Draco's expression grew bemused, the concern only growing. "Why, Harry? I don't understand. Did someone stop you?"

Harry shook his head, and the hopelessness threatened to choke him. "I just-" he paused. "I just didn't think I- I deserved- I should-" he couldn't articulate himself properly. "I just felt like nothing would ever be right again. I didn't want to- want you all to- to see me like that."

Draco's eyes blazed and for a moment Harry thought it was with anger, but after a moment recognised it merely as intensity. His friend seemed at a loss for words. "You are my best friend, Harry. I want to see you no matter what," he said, finally. It was clear he didn't understand, but that he was even trying to made something bittersweet bloom inside of him.

"Everything feels so bleak, Drake. I don't know what to do- I don't know- I don't know what I am anymore," Harry began, and it felt as though a dam inside him was breaking. "I can't make any of it right."

Unbelievably to Harry, tears began to well in his eyes. Draco looked as though he desperately wished to find the right words but didn't know how. Despite the shame he felt, Harry began to sob, his whole body shaking. "I can't make it right- and I'm just, I'm just so fucking lonely, Draco. I don't know what to do. I don't see any way out. Everything just feels so bleak. I feel like I'm screaming and no one can hear me, but at the same time, I don't even want them to."
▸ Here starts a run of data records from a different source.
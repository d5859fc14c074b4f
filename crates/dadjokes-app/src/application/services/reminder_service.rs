use chrono::{DateTime, Utc};
use log::{info, warn};
use std::sync::Arc;

use dadjokes_domain::achievement::AchievementDefinition;
use dadjokes_domain::calendar::Calendar;
use dadjokes_domain::notification::{
    NotificationKind, NotificationScheduler, ScheduledNotification,
};
use dadjokes_domain::preferences::UserPreferences;
use dadjokes_domain::streak::{BadgeDefinition, StreakData};

const REMINDER_TITLE: &str = "Your daily dad joke is ready";

/// Turns user preferences and unlock events into scheduled notifications.
/// Scheduler failures are logged and never reach the caller.
pub struct ReminderService {
    scheduler: Arc<dyn NotificationScheduler>,
    calendar: Arc<dyn Calendar>,
}

impl ReminderService {
    pub fn new(scheduler: Arc<dyn NotificationScheduler>, calendar: Arc<dyn Calendar>) -> Self {
        Self {
            scheduler,
            calendar,
        }
    }

    /// Replace the pending daily reminder with the next one. Unlock
    /// announcements still waiting to fire are left alone.
    ///
    /// The reminder fires today at the preferred local time if that is still
    /// ahead, otherwise tomorrow. Returns the trigger time, or `None` when
    /// reminders are disabled.
    pub async fn schedule_daily_reminder(
        &self,
        preferences: &UserPreferences,
        streak: &StreakData,
    ) -> Option<DateTime<Utc>> {
        if let Err(e) = self.scheduler.cancel(NotificationKind::Reminder).await {
            warn!("[reminder] failed to cancel pending reminder: {}", e);
        }

        if !preferences.notifications_enabled {
            info!("[reminder] notifications disabled, nothing scheduled");
            return None;
        }

        let trigger_at = self.next_trigger(preferences)?;
        let body = if streak.is_at_risk(self.calendar.today()) {
            format!(
                "Keep your {}-day streak going!",
                streak.current_streak()
            )
        } else {
            "A fresh groaner is waiting for you.".to_string()
        };

        match self
            .scheduler
            .schedule(ScheduledNotification::new(
                NotificationKind::Reminder,
                REMINDER_TITLE,
                body,
                trigger_at,
            ))
            .await
        {
            Ok(()) => {
                info!("[reminder] daily reminder scheduled at {}", trigger_at);
                Some(trigger_at)
            }
            Err(e) => {
                warn!("[reminder] failed to schedule daily reminder: {}", e);
                None
            }
        }
    }

    fn next_trigger(&self, preferences: &UserPreferences) -> Option<DateTime<Utc>> {
        let today = self.calendar.today();
        let at = self.calendar.at_local(today, preferences.reminder_time);
        if at > self.calendar.now() {
            return Some(at);
        }
        let tomorrow = today.succ_opt()?;
        Some(self.calendar.at_local(tomorrow, preferences.reminder_time))
    }

    /// Fire one notification per newly earned badge or achievement.
    /// Returns how many were scheduled.
    pub async fn announce_unlocks(
        &self,
        badges: &[&'static BadgeDefinition],
        achievements: &[&'static AchievementDefinition],
    ) -> usize {
        let now = self.calendar.now();
        let notifications = badges
            .iter()
            .map(|b| {
                ScheduledNotification::new(
                    NotificationKind::Unlock,
                    "Streak badge earned",
                    format!("{} ({} days in a row)", b.title, b.days),
                    now,
                )
            })
            .chain(achievements.iter().map(|a| {
                ScheduledNotification::new(
                    NotificationKind::Unlock,
                    format!("Achievement unlocked: {}", a.title),
                    a.description,
                    now,
                )
            }));

        let mut scheduled = 0;
        for notification in notifications {
            match self.scheduler.schedule(notification).await {
                Ok(()) => scheduled += 1,
                Err(e) => warn!("[reminder] failed to announce unlock: {}", e),
            }
        }
        scheduled
    }
}
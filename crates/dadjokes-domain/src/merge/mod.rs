//! Merge-on-login: fold a remote snapshot into the local state once per
//! session. Each field is merged independently so a partially fetched
//! snapshot still applies whatever arrived.

use log::{info, warn};

use crate::collection::{CollectionBook, JokeCollection};
use crate::preferences::UserPreferences;
use crate::shared::JokeId;
use crate::state::UserState;
use crate::streak::StreakData;

/// Remote mirror of the user's data. `None` means the field was not fetched.
#[derive(Debug, Clone, Default, PartialEq, Eq)]
pub struct RemoteSnapshot {
    pub favorites: Option<Vec<JokeId>>,
    pub collections: Option<Vec<JokeCollection>>,
    pub streak: Option<StreakData>,
    pub preferences: Option<UserPreferences>,
}

#[derive(Debug, Clone, Default, PartialEq, Eq)]
pub struct MergeReport {
    pub favorites_added: usize,
    pub collections_added: usize,
    pub streak_merged: bool,
    pub preferences_replaced: bool,
}

/// Union, local order first, remote additions appended.
pub fn merge_favorites(local: &[JokeId], remote: &[JokeId]) -> Vec<JokeId> {
    let mut merged = local.to_vec();
    for joke in remote {
        if !merged.contains(joke) {
            merged.push(joke.clone());
        }
    }
    merged
}

/// Append remote collections whose name is not already used locally.
pub fn merge_collections(local: &mut CollectionBook, remote: Vec<JokeCollection>) -> usize {
    let mut added = 0;
    for collection in remote {
        if local.has_name(collection.name()) {
            continue;
        }
        // Remote lists may carry duplicate references.
        local.push(JokeCollection::restore(
            collection.id().clone(),
            collection.name().to_string(),
            collection.emoji().to_string(),
            collection.joke_ids().to_vec(),
            collection.created_at(),
        ));
        added += 1;
    }
    added
}

/// Pairwise max for longest/total, badge union, current streak and last
/// viewed date taken from remote.
pub fn merge_streak(local: &StreakData, remote: &StreakData) -> StreakData {
    if local.current_streak() > remote.current_streak()
        || local.last_viewed_date() > remote.last_viewed_date()
    {
        warn!(
            "[merge] remote streak replaces newer local progress local_current={} local_last={:?} remote_current={} remote_last={:?}",
            local.current_streak(),
            local.last_viewed_date(),
            remote.current_streak(),
            remote.last_viewed_date()
        );
    }

    let mut badges = local.streak_badges().to_vec();
    for badge in remote.streak_badges() {
        if !badges.contains(badge) {
            badges.push(badge.clone());
        }
    }

    StreakData::restore(
        remote.current_streak(),
        local.longest_streak().max(remote.longest_streak()),
        remote.last_viewed_date(),
        local.total_jokes_viewed().max(remote.total_jokes_viewed()),
        badges,
    )
}

pub fn merge_remote(state: &mut UserState, remote: RemoteSnapshot) -> MergeReport {
    let mut report = MergeReport::default();

    if let Some(favorites) = remote.favorites {
        let merged = merge_favorites(state.favorites(), &favorites);
        report.favorites_added = merged.len() - state.favorites().len();
        state.set_favorites(merged);
    }

    if let Some(collections) = remote.collections {
        report.collections_added = merge_collections(state.collections_mut(), collections);
    }

    if let Some(streak) = remote.streak {
        let merged = merge_streak(state.streak(), &streak);
        *state.streak_mut() = merged;
        report.streak_merged = true;
    }

    if let Some(preferences) = remote.preferences {
        state.replace_preferences(preferences);
        report.preferences_replaced = true;
    }

    info!(
        "[merge] favorites_added={} collections_added={} streak_merged={} preferences_replaced={}",
        report.favorites_added,
        report.collections_added,
        report.streak_merged,
        report.preferences_replaced
    );

    report
}

#[cfg(test)]
mod tests {
    use super::*;
    use crate::preferences::Theme;
    use chrono::{NaiveDate, Utc};

    fn joke(id: &str) -> JokeId {
        JokeId::from_string(id)
    }

    fn day(d: u32) -> NaiveDate {
        NaiveDate::from_ymd_opt(2024, 5, d).unwrap()
    }

    #[test]
    fn test_favorites_union() {
        let merged = merge_favorites(&[joke("A"), joke("B")], &[joke("B"), joke("C")]);
        assert_eq!(merged, vec![joke("A"), joke("B"), joke("C")]);
    }

    #[test]
    fn test_collections_deduped_by_name() {
        let mut local = CollectionBook::new();
        let local_id = local.create("Puns", "📁", Utc::now()).unwrap();

        let remote = vec![
            JokeCollection::new("Puns", "🎯", Utc::now()).unwrap(),
            JokeCollection::new("Knock knock", "🚪", Utc::now()).unwrap(),
            JokeCollection::new("Knock knock", "🚪", Utc::now()).unwrap(),
        ];

        let added = merge_collections(&mut local, remote);

        assert_eq!(added, 1);
        assert_eq!(local.len(), 2);
        // The local collection keeps its own id and emoji
        assert_eq!(local.get(&local_id).unwrap().emoji(), "📁");
    }

    #[test]
    fn test_remote_collection_duplicate_refs_dropped() {
        let remote: JokeCollection = serde_json::from_str(
            r#"{"id":"c1","name":"Dupes","emoji":"📁","jokeIds":["a","a","b"],"createdAt":"2024-05-01T00:00:00Z"}"#,
        )
        .unwrap();
        let mut local = CollectionBook::new();

        merge_collections(&mut local, vec![remote]);

        assert_eq!(local.all()[0].joke_ids(), &[joke("a"), joke("b")]);
    }

    #[test]
    fn test_streak_merge_rules() {
        let local = StreakData::restore(
            5,
            8,
            Some(day(20)),
            40,
            vec!["streak_3".to_string(), "streak_7".to_string()],
        );
        let remote = StreakData::restore(2, 6, Some(day(18)), 55, vec!["streak_3".to_string()]);

        let merged = merge_streak(&local, &remote);

        assert_eq!(merged.longest_streak(), 8);
        assert_eq!(merged.total_jokes_viewed(), 55);
        assert_eq!(merged.streak_badges(), &["streak_3", "streak_7"]);
        // Remote wins for the in-progress fields
        assert_eq!(merged.current_streak(), 2);
        assert_eq!(merged.last_viewed_date(), Some(day(18)));
    }

    #[test]
    fn test_merge_remote_applies_available_fields_only() {
        let mut state = UserState::new();
        state.toggle_favorite(joke("A"));
        state.toggle_favorite(joke("B"));
        let local_prefs = state.preferences().clone();

        let report = merge_remote(
            &mut state,
            RemoteSnapshot {
                favorites: Some(vec![joke("B"), joke("C")]),
                ..Default::default()
            },
        );

        assert_eq!(report.favorites_added, 1);
        assert!(!report.streak_merged);
        assert!(!report.preferences_replaced);
        assert_eq!(state.favorites(), &[joke("A"), joke("B"), joke("C")]);
        assert_eq!(state.preferences(), &local_prefs);
    }

    #[test]
    fn test_remote_preferences_overwrite_local() {
        let mut state = UserState::new();
        let remote_prefs = UserPreferences {
            theme: Theme::Dark,
            notifications_enabled: false,
            ..Default::default()
        };

        let report = merge_remote(
            &mut state,
            RemoteSnapshot {
                preferences: Some(remote_prefs.clone()),
                ..Default::default()
            },
        );

        assert!(report.preferences_replaced);
        assert_eq!(state.preferences(), &remote_prefs);
    }

    #[test]
    fn test_remote_preferences_win_with_blank_categories_dropped() {
        let mut state = UserState::new();
        let report = merge_remote(
            &mut state,
            RemoteSnapshot {
                preferences: Some(UserPreferences {
                    theme: Theme::Dark,
                    preferred_categories: vec![" ".to_string(), "puns".to_string()],
                    ..Default::default()
                }),
                ..Default::default()
            },
        );

        assert!(report.preferences_replaced);
        assert_eq!(state.preferences().theme, Theme::Dark);
        assert_eq!(state.preferences().preferred_categories, vec!["puns".to_string()]);
    }

    #[test]
    fn test_remote_current_above_both_longest_raises_longest() {
        let local = StreakData::restore(3, 4, Some(day(10)), 20, Vec::new());
        let remote = StreakData::restore(10, 6, Some(day(12)), 30, Vec::new());

        let merged = merge_streak(&local, &remote);

        assert_eq!(merged.current_streak(), 10);
        assert_eq!(merged.longest_streak(), 10);
        assert!(merged.longest_streak() >= merged.current_streak());
    }
}
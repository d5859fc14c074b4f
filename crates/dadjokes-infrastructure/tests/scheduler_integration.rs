use async_trait::async_trait;
use chrono::{Duration, TimeZone, Utc};
use std::sync::Arc;
use tokio::sync::Mutex;

use dadjokes_domain::calendar::{Calendar, ManualCalendar};
use dadjokes_domain::notification::{
    NotificationKind, NotificationMessage, NotificationScheduler, NotificationSender,
    ScheduledNotification,
};
use dadjokes_domain::shared::DomainError;
use dadjokes_infrastructure::notification::TokioNotificationScheduler;

#[derive(Default)]
struct RecordingSender {
    sent: Mutex<Vec<NotificationMessage>>,
}

#[async_trait]
impl NotificationSender for RecordingSender {
    async fn send(&self, message: &NotificationMessage) -> Result<(), DomainError> {
        self.sent.lock().await.push(message.clone());
        Ok(())
    }
}

fn setup() -> (Arc<RecordingSender>, Arc<ManualCalendar>, TokioNotificationScheduler) {
    let sender = Arc::new(RecordingSender::default());
    let calendar = Arc::new(ManualCalendar::new(
        Utc.with_ymd_and_hms(2024, 5, 1, 8, 0, 0).unwrap(),
    ));
    let scheduler = TokioNotificationScheduler::new(sender.clone(), calendar.clone());
    (sender, calendar, scheduler)
}

async fn wait_for_sent(sender: &RecordingSender, count: usize) {
    for _ in 0..100 {
        if sender.sent.lock().await.len() >= count {
            return;
        }
        tokio::time::sleep(std::time::Duration::from_millis(10)).await;
    }
}

#[tokio::test]
async fn past_trigger_fires_immediately() {
    let (sender, calendar, scheduler) = setup();

    scheduler
        .schedule(ScheduledNotification::new(
            NotificationKind::Unlock,
            "Badge earned",
            "3 day streak!",
            calendar.now() - Duration::minutes(1),
        ))
        .await
        .expect("schedule");

    wait_for_sent(&sender, 1).await;
    let sent = sender.sent.lock().await;
    assert_eq!(sent.len(), 1);
    assert_eq!(sent[0].title, "Badge earned");
}

#[tokio::test]
async fn cancel_drops_future_notifications_of_that_kind() {
    let (sender, calendar, scheduler) = setup();

    scheduler
        .schedule(ScheduledNotification::new(
            NotificationKind::Reminder,
            "Daily joke",
            "Your joke is waiting",
            calendar.now() + Duration::hours(1),
        ))
        .await
        .expect("schedule");
    assert_eq!(scheduler.pending_count().await, 1);

    scheduler
        .cancel(NotificationKind::Reminder)
        .await
        .expect("cancel");
    assert_eq!(scheduler.pending_count().await, 0);
    assert!(sender.sent.lock().await.is_empty());
}

#[tokio::test]
async fn cancelling_reminders_keeps_pending_unlocks() {
    let (_, calendar, scheduler) = setup();
    let later = calendar.now() + Duration::hours(1);

    for kind in [NotificationKind::Reminder, NotificationKind::Unlock] {
        scheduler
            .schedule(ScheduledNotification::new(kind, "title", "body", later))
            .await
            .expect("schedule");
    }
    assert_eq!(scheduler.pending_count().await, 2);

    scheduler
        .cancel(NotificationKind::Reminder)
        .await
        .expect("cancel");
    assert_eq!(scheduler.pending_count().await, 1);

    scheduler
        .cancel(NotificationKind::Unlock)
        .await
        .expect("cancel");
    assert_eq!(scheduler.pending_count().await, 0);
}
Draco shook his head, his own eyes seeming to mist. "Harry- Harry you aren't alone. You've got us. You can't think like this! I don't understand- help me understand."

Shaking his head, Harry angrily cuffed the tears from his eyes. "I- I can't. I'm sorry. I'm sorry, really. I shouldn't have called like this. I have to go – I'm sorry, Draco."

Harry cut off the call with a flick of his wand, hearing just the start of Draco's protests. He couldn't do this now.

He began to violently throw the items back into his bag, unsure of what he planned to do. Knowing he had to something but seeing no good way to turn. Black thoughts filled his mind as he distractedly threw the papers into the bag.

He realised his mistake only a second after he'd made it. His hands grasped the cool leather of the diary, and like he'd been burned he rushed to release it only to find it too late. A familiar sensation of being drawn down had captured him, and soon he'd be pulled into the ethereal realm of Tom Riddle.